New volunteer Stephen Mischel delivered wood to a man who he said was “literally going into town and buying a gallon at a time to try to heat his home.” Mischel has never experienced heat insecurity.
“It just hadn’t occurred to me how much I take things like that for granted, you know?” he said.
“It’s enough to give people a real boost,” CHIP Project Manager Brittany Gill said about the organization’s heating program.
That boost can be critical, she added, for people experiencing a “life crisis or a big life change … And some people count on it year after year.”
Barbara Britt first requested wood last year and will receive another delivery this year.
“Like everybody else I’m going through challenging times,” she said.
The cord of wood she will receive is a difference maker.
“I think the program is absolutely amazing, what they do for the community,” she said. “And the volunteers, they’re all heartfelt.

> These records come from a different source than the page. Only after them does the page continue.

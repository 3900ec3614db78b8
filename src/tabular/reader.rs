//! CSV parsing back into row mappings.
//!
//! The counterpart to the writer: reads a delimited file fully into memory
//! and returns one string map per row. Off the pipeline's hot path, but used
//! by downstream tooling and by tests to confirm what was materialized.

use std::collections::HashMap;
use std::path::Path;

use crate::error::AppError;

/// Options for [`read_rows`].
#[derive(Debug, Clone, Copy)]
pub struct ReadOptions {
    /// Treat the first row as column headers and key each row map by them.
    /// When disabled, rows are keyed by zero-based column index.
    pub has_headers: bool,
}

impl Default for ReadOptions {
    fn default() -> Self {
        Self { has_headers: true }
    }
}

/// Parses a CSV file into a sequence of row mappings, fully materialized
/// before returning. Empty lines are skipped by the parser.
///
/// # Errors
///
/// Returns `AppError::Csv` if the file cannot be opened or a row fails to
/// parse.
pub fn read_rows(
    path: &Path,
    options: ReadOptions,
) -> Result<Vec<HashMap<String, String>>, AppError> {
    let mut reader = csv::ReaderBuilder::new()
        .has_headers(options.has_headers)
        .from_path(path)
        .map_err(|e| AppError::Csv(format!("failed to open {}: {}", path.display(), e)))?;

    let mut rows = Vec::new();

    if options.has_headers {
        let headers = reader
            .headers()
            .map_err(|e| AppError::Csv(format!("failed to read headers: {}", e)))?
            .clone();

        for result in reader.records() {
            let record =
                result.map_err(|e| AppError::Csv(format!("failed to read record: {}", e)))?;
            rows.push(
                headers
                    .iter()
                    .zip(record.iter())
                    .map(|(header, value)| (header.to_string(), value.to_string()))
                    .collect(),
            );
        }
    } else {
        for result in reader.records() {
            let record =
                result.map_err(|e| AppError::Csv(format!("failed to read record: {}", e)))?;
            rows.push(
                record
                    .iter()
                    .enumerate()
                    .map(|(index, value)| (index.to_string(), value.to_string()))
                    .collect(),
            );
        }
    }

    Ok(rows)
}

#[cfg(test)]
mod tests {
    use super::*;
    use crate::record::{FieldValue, HeaderField, Record};
    use crate::tabular::CsvTable;
    use chrono::{TimeZone, Utc};
    use tempfile::TempDir;

    #[test]
    fn round_trips_written_records_as_strings() {
        let dir = TempDir::new().unwrap();
        let path = dir.path().join("out.csv");

        let mut r = Record::new();
        r.insert("id", FieldValue::Text("u-1".into()));
        r.insert("size", FieldValue::Number(120.into()));
        r.insert(
            "createdAt",
            FieldValue::Timestamp(Utc.with_ymd_and_hms(2024, 6, 1, 8, 0, 0).unwrap()),
        );

        let header = vec![
            HeaderField::new("id", "id"),
            HeaderField::new("size", "size"),
            HeaderField::new("createdAt", "createdAt"),
        ];
        CsvTable::new(&path, header).write(&[r]).unwrap();

        let rows = read_rows(&path, ReadOptions::default()).unwrap();
        assert_eq!(rows.len(), 1);
        assert_eq!(rows[0]["id"], "u-1");
        assert_eq!(rows[0]["size"], "120");
        assert_eq!(rows[0]["createdAt"], "2024-06-01T08:00:00.000Z");
    }

    #[test]
    fn reads_quoted_fields_with_embedded_delimiters() {
        let dir = TempDir::new().unwrap();
        let path = dir.path().join("out.csv");
        std::fs::write(&path, "name,bio\n\"Doe, J\",\"line1\nline2\"\n").unwrap();

        let rows = read_rows(&path, ReadOptions::default()).unwrap();
        assert_eq!(rows[0]["name"], "Doe, J");
        assert_eq!(rows[0]["bio"], "line1\nline2");
    }

    #[test]
    fn header_only_file_yields_no_rows() {
        let dir = TempDir::new().unwrap();
        let path = dir.path().join("out.csv");
        std::fs::write(&path, "a,b\n").unwrap();

        let rows = read_rows(&path, ReadOptions::default()).unwrap();
        assert!(rows.is_empty());
    }

    #[test]
    fn empty_file_yields_no_rows() {
        let dir = TempDir::new().unwrap();
        let path = dir.path().join("out.csv");
        std::fs::write(&path, "").unwrap();

        let rows = read_rows(&path, ReadOptions::default()).unwrap();
        assert!(rows.is_empty());
    }

    #[test]
    fn disabling_header_inference_keys_by_column_index() {
        let dir = TempDir::new().unwrap();
        let path = dir.path().join("out.csv");
        std::fs::write(&path, "a,b\nc,d\n").unwrap();

        let rows = read_rows(&path, ReadOptions { has_headers: false }).unwrap();
        assert_eq!(rows.len(), 2);
        assert_eq!(rows[0]["0"], "a");
        assert_eq!(rows[1]["1"], "d");
    }

    #[test]
    fn missing_file_reports_csv_error() {
        let dir = TempDir::new().unwrap();
        let result = read_rows(&dir.path().join("missing.csv"), ReadOptions::default());
        assert!(matches!(result, Err(AppError::Csv(_))));
    }
}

They really care … I think we’re pretty blessed to have them.”
Wood Chips coordinator Jack Meehan has a thousand stories, but the time he delivered to a 10-foot-by-12-foot shed outfitted with a stove pipe sticks with him.
“When I dumped my wood, somebody runs out … grabs a few pieces and runs back in. So you know they had no heat,” he said. “And now this is in December.”

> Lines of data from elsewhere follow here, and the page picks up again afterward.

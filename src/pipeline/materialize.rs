//! Dataset materialization: the master CSV, its working copy, and the
//! directory skeleton every later stage depends on.
//!
//! This stage is all-or-nothing: if the skeleton, the master write, the copy,
//! or the config persistence fails, the error propagates and no later stage
//! runs. Partial master data must never look like a complete export.

use std::path::Path;

use tracing::info;

use crate::config::MigrationConfig;
use crate::error::AppError;
use crate::record::{derive_header, HeaderField, Record};
use crate::tabular::CsvTable;

use super::layout::ProjectLayout;

/// The resolved layout and derived header handed to the partitioning stage.
pub struct MaterializedDataset {
    pub layout: ProjectLayout,
    pub header: Vec<HeaderField>,
}

/// Materializes the full record set under `<output_root>/<project_name>`.
///
/// 1. Derive the header from the first record's keys.
/// 2. Create the directory skeleton and placeholder log files.
/// 3. Write `masterData/master-data.csv`.
/// 4. Byte-copy it to `data/master-data-copy.csv`.
/// 5. Persist the run's configuration into the project root.
///
/// An empty record set derives an empty header; the master file and its copy
/// are then created empty.
///
/// # Errors
///
/// `AppError::Filesystem` or `AppError::Csv` from any step aborts the whole
/// operation.
pub async fn materialize_dataset(
    config: &MigrationConfig,
    records: &[Record],
    output_root: &Path,
) -> Result<MaterializedDataset, AppError> {
    let layout = ProjectLayout::new(output_root, &config.project_name);
    layout.create().await?;

    let header = derive_header(records);

    let master = CsvTable::new(&layout.master_csv_path, header.clone());
    master.write(records)?;
    info!(
        "[DATASET] Master CSV created at {} ({} records)",
        layout.master_csv_path.display(),
        records.len()
    );

    tokio::fs::copy(&layout.master_csv_path, &layout.master_copy_path)
        .await
        .map_err(|e| {
            AppError::Filesystem(format!(
                "failed to copy master CSV to {}: {}",
                layout.master_copy_path.display(),
                e
            ))
        })?;
    info!(
        "[DATASET] Master CSV copied to {}",
        layout.master_copy_path.display()
    );

    config.save_into(&layout.project_dir)?;

    Ok(MaterializedDataset { layout, header })
}

#[cfg(test)]
mod tests {
    use super::*;
    use crate::config::CONFIG_FILE_NAME;
    use crate::record::FieldValue;
    use tempfile::TempDir;

    fn test_config() -> MigrationConfig {
        serde_json::from_str(
            r#"{
                "projectName": "mat-test",
                "source": "s3",
                "awsRegion": "us-east-1",
                "awsAccessKeyId": "AKIA",
                "awsSecretAccessKey": "secret",
                "s3Bucket": "bucket"
            }"#,
        )
        .unwrap()
    }

    fn make_records(count: usize) -> Vec<Record> {
        (0..count)
            .map(|i| {
                let mut record = Record::new();
                record.insert("id", FieldValue::Text(format!("id-{}", i)));
                record.insert("value", FieldValue::Number((i as i64).into()));
                record
            })
            .collect()
    }

    #[tokio::test]
    async fn writes_master_and_identical_copy() {
        let root = TempDir::new().unwrap();
        let records = make_records(3);

        let dataset = materialize_dataset(&test_config(), &records, root.path())
            .await
            .unwrap();

        let master = std::fs::read(&dataset.layout.master_csv_path).unwrap();
        let copy = std::fs::read(&dataset.layout.master_copy_path).unwrap();
        assert_eq!(master, copy, "copy must be byte-identical");

        let content = String::from_utf8(master).unwrap();
        assert_eq!(content.lines().count(), 4, "header plus three records");
        assert!(content.starts_with("id,value\n"));

        let ids: Vec<&str> = dataset.header.iter().map(|h| h.id.as_str()).collect();
        assert_eq!(ids, vec!["id", "value"]);
    }

    #[tokio::test]
    async fn persists_config_into_project_dir() {
        let root = TempDir::new().unwrap();

        let dataset = materialize_dataset(&test_config(), &make_records(1), root.path())
            .await
            .unwrap();

        let config_path = dataset.layout.project_dir.join(CONFIG_FILE_NAME);
        assert!(config_path.is_file());

        let saved = std::fs::read_to_string(&config_path).unwrap();
        assert!(saved.contains("mat-test"));
        assert!(!saved.contains("secret"), "secret must be redacted");
    }

    #[tokio::test]
    async fn empty_record_set_creates_empty_master_and_copy() {
        let root = TempDir::new().unwrap();

        let dataset = materialize_dataset(&test_config(), &[], root.path())
            .await
            .unwrap();

        assert!(dataset.header.is_empty());
        assert_eq!(
            std::fs::read_to_string(&dataset.layout.master_csv_path).unwrap(),
            ""
        );
        assert_eq!(
            std::fs::read_to_string(&dataset.layout.master_copy_path).unwrap(),
            ""
        );
    }

    #[tokio::test]
    async fn skeleton_failure_aborts_the_operation() {
        let root = TempDir::new().unwrap();

        // A file squatting on the project dir path makes mkdir fail.
        std::fs::write(root.path().join("mat-test"), "not a dir").unwrap();

        let result = materialize_dataset(&test_config(), &make_records(1), root.path()).await;

        assert!(matches!(result, Err(AppError::Filesystem(_))));
    }
}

Driving away from that delivery, Meehan said he felt like a part of something important, something bigger than himself.
“But about two miles later I’m going in my head, ‘What are they going to do next month?’” he said.
‘High school kids, they don’t know what back pain is’

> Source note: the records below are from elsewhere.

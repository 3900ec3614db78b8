//! Serialization of the accumulated batch/record counts.

use std::path::Path;

use tracing::info;

use crate::error::AppError;
use crate::record::{FieldValue, HeaderField, Record};
use crate::tabular;

/// One summary row: the aggregate `totalRecords` count or one batch's count.
#[derive(Debug, Clone, PartialEq, Eq)]
pub struct StatsRecord {
    /// `"totalRecords"` or `"batch_<n>"`.
    pub kind: String,
    pub count: u64,
}

impl StatsRecord {
    pub fn total(count: u64) -> Self {
        Self {
            kind: "totalRecords".to_string(),
            count,
        }
    }

    pub fn batch(index: usize, count: u64) -> Self {
        Self {
            kind: format!("batch_{}", index),
            count,
        }
    }
}

/// Writes the stats rows under the fixed `Type,Count` header.
///
/// Pure serialization; the counts were accumulated during partitioning.
///
/// # Errors
///
/// Propagates `tabular::append` failures.
pub fn write_stats(path: &Path, stats: &[StatsRecord]) -> Result<(), AppError> {
    let header = vec![
        HeaderField::new("type", "Type"),
        HeaderField::new("count", "Count"),
    ];

    let records: Vec<Record> = stats
        .iter()
        .map(|stat| {
            let mut record = Record::new();
            record.insert("type", FieldValue::Text(stat.kind.clone()));
            record.insert("count", FieldValue::Number(stat.count.into()));
            record
        })
        .collect();

    tabular::append(path, &header, &records)?;
    info!("[STATS] Stats CSV created at {}", path.display());
    Ok(())
}

#[cfg(test)]
mod tests {
    use super::*;
    use tempfile::TempDir;

    #[test]
    fn writes_fixed_header_and_rows_in_order() {
        let dir = TempDir::new().unwrap();
        let path = dir.path().join("migration-stats.csv");

        let stats = vec![
            StatsRecord::total(120),
            StatsRecord::batch(1, 50),
            StatsRecord::batch(2, 50),
            StatsRecord::batch(3, 20),
        ];

        write_stats(&path, &stats).unwrap();

        let content = std::fs::read_to_string(&path).unwrap();
        assert_eq!(
            content,
            "Type,Count\ntotalRecords,120\nbatch_1,50\nbatch_2,50\nbatch_3,20\n"
        );
    }

    #[test]
    fn zero_record_run_writes_single_total_row() {
        let dir = TempDir::new().unwrap();
        let path = dir.path().join("migration-stats.csv");

        write_stats(&path, &[StatsRecord::total(0)]).unwrap();

        let content = std::fs::read_to_string(&path).unwrap();
        assert_eq!(content, "Type,Count\ntotalRecords,0\n");
    }
}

Community partners are a huge part of the Wood Chips’ ability to meet their ambitious goals. Larger groups of volunteers from organizations like Kieve Wavus Education, the American Legion, and The Carpenter’s Boat Shop allow them to process wood by the truckload.
“One of the tenets of the apprenticeship program here is service.” said Chelsea Fisher, apprenticeship program director for The Carpenter’s Boat Shop.
Service is a focus for students from Lincoln Academy and Medomak Valley High School as well. The two schools have been known to engage in a friendly rivalry around which one stacked the most wood.
“High school kids, they don’t know what back pain is,” Meehan said.
N.C. Hunt Lumber is another key community partner that, along with the Bristol-South Bristol Transfer station, makes it possible for the Wood Chips to process and store the large quantities of donated wood they receive.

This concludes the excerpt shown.